Finding an effective way to lose weight is an amazing feeling, especially as your clothes start to feel looser and you have more energy overall.
But, at some point or another, everybody hits a plateau with weight loss. Normally, this happens well before you’ve hit your weight loss target.
So, what do you do?
Figuring out how to break through a weight loss plateau can often seem overwhelming – particularly as you’re probably already following healthy approaches overall. After all, you’ve got this far with weight loss.
But, as frustrating as they are, a weight loss plateau doesn’t have to be the end of your journey. Instead, this issue is a time to step back, reassess and figure out new strategies.
Thankfully, there are many ways to ensure you continue to lose weight and reach your overall goals.
Tips to Break Through a Weight Loss Plateau
In this post, we are mostly going to talk about one overall technique for getting past stalled weight loss – which is the idea of intermittent fasting. This is a powerful approach and is worth seriously considering, even if you have never tried or considered it previously.
But first, we’re going to consider some general approaches. Most of these work well in conjunction with intermittent fasting and may also help to solve the problem in their own right.
Adjust Your Energy Intake. We don’t advocate calorie-restricted diets, as they tend to be ineffective in the long-term and frustrating to follow. However, being aware of your energy intake is important. In particular, larger people tend to need more energy.
As such, your energy intake needs to decrease as you lose weight. So, if you hit a weight loss plateau, it could be because you’re still eating as much as you did when you first started losing weight.
Drink More Water. Water is critical for weight loss and for health in general. Many of us don’t actually consume enough of it and drinking more is a powerful weight loss tool. If you’re not fond of plain water, you can try options like lemon water or some of these healthy water variations.
Get Enough Fiber. Fiber is another important area for weight loss and also plays a role in how full you feel. It’s easy to be lacking in fiber but you can improve this area by focusing on whole foods, particularly vegetables. Many plant-based protein options can also act as a good source of fiber.
Practice Good Sleep Habits. With our busy and stressful society, sleep is one area that often gets compromised. Indeed, around 33% of working people in the United States get no more than 6 hours of sleep a night (1). Yet, sleep is critical to good health and to weight loss (2,3,4). In many cases, you can make small changes to improve the quality and quantity of sleep.

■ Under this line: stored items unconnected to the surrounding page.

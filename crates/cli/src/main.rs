// SPDX-License-Identifier: BUSL-1.1
// Copyright (c) 2026 Alfred Jean LLC

// Allow panic!/unwrap/expect in test code
#![cfg_attr(test, allow(clippy::panic))]
#![cfg_attr(test, allow(clippy::unwrap_used))]
#![cfg_attr(test, allow(clippy::expect_used))]

//! ot: track long-running backup, replication and restore jobs

mod color;
mod commands;
mod config;
mod env;
mod exit_error;
mod logging;
mod output;

use anyhow::Result;
use clap::{Parser, Subcommand};

use crate::commands::operation::OperationCommand;
use crate::commands::track::{ResumeArgs, TrackArgs};
use crate::config::Settings;
use crate::exit_error::ExitError;
use crate::output::OutputFormat;

const VERSION: &str = concat!(env!("CARGO_PKG_VERSION"), "+", env!("BUILD_GIT_HASH"));

#[derive(Parser)]
#[command(name = "ot", version = VERSION, styles = color::styles())]
#[command(about = "Track long-running backup, replication and restore jobs")]
struct Cli {
    /// Log to stderr instead of the log file
    #[arg(long, short, global = true)]
    verbose: bool,

    /// Output format
    #[arg(long = "output", short = 'o', value_enum, default_value_t, global = true)]
    output: OutputFormat,

    #[command(subcommand)]
    command: Commands,
}

#[derive(Subcommand)]
enum Commands {
    #[command(flatten)]
    Operation(OperationCommand),
    /// Start tracking a job and follow it until it settles
    Track(TrackArgs),
    /// Resume polling every active job of a type
    Resume(ResumeArgs),
}

async fn run(cli: Cli) -> Result<()> {
    let settings = Settings::load()?;
    let _guard = logging::init(&settings.state_dir, cli.verbose);
    tracing::debug!(state_dir = %settings.state_dir.display(), "settings loaded");

    match cli.command {
        Commands::Operation(command) => commands::operation::handle(command, &settings, cli.output),
        Commands::Track(args) => commands::track::track(args, &settings, cli.output).await,
        Commands::Resume(args) => commands::track::resume(args, &settings, cli.output).await,
    }
}

#[tokio::main]
async fn main() {
    let cli = Cli::parse();
    if let Err(e) = run(cli).await {
        if let Some(exit) = e.downcast_ref::<ExitError>() {
            if !exit.message.is_empty() {
                eprintln!("{}", exit.message);
            }
            std::process::exit(exit.code);
        }
        eprintln!("Error: {e:#}");
        std::process::exit(1);
    }
}
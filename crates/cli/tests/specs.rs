//! Behavioral specs for the `ot` binary.
//!
//! Each spec runs the real binary against a temp state directory and, where
//! polling is involved, a local stub of the backend's progress endpoint.

#![allow(clippy::unwrap_used, clippy::expect_used, clippy::panic)]

#[path = "specs/prelude.rs"]
mod prelude;

#[path = "specs/cli.rs"]
mod cli;
#[path = "specs/operations.rs"]
mod operations;
#[path = "specs/track.rs"]
mod track;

For example, some recommendations include:
- Keep to a sleep schedule
- Limit screen time in the few hours before you sleep
- Make sure you have a comfortable mattress and pillow
- Avoid caffeine after around 3 pm
- Keep the bedroom cool
- Ensure you are sleeping in total darkness (or as close as possible)
As is always the case, the best approaches are going to vary depending on who you are and what you need. But, these can all be good places to start. Often, simply improving your sleep quantity or quality can have dramatic effects on your ability to lose weight.
For that matter, having better sleep makes it easier to make good decisions about food.
Pay Attention to Protein. Many people cut down their protein intake as part of weight loss – but this can be counterproductive. Instead, we often need more protein and protein can help with weight loss and building lean tissue. Additionally, protein is filling, so getting enough makes it easier to stick to a diet.
Do What Works for You. There are countless weight loss techniques, programs and fads out there. Some of them work in the short-term only, while others are effective in the long-term too. But, one of the most important approaches is simply finding something that works for you.
Realistically, despite all of our similarities, we are all different in how we respond. For example, some people are sensitive to gluten or dairy and may need to cut these out of their diet entirely.
So, you may find that you hit a plateau with weight loss because you’re trying to follow an approach that simply isn’t the best for you. Instead, it’s worth paying close attention to how your body responds and make adjustments based on this.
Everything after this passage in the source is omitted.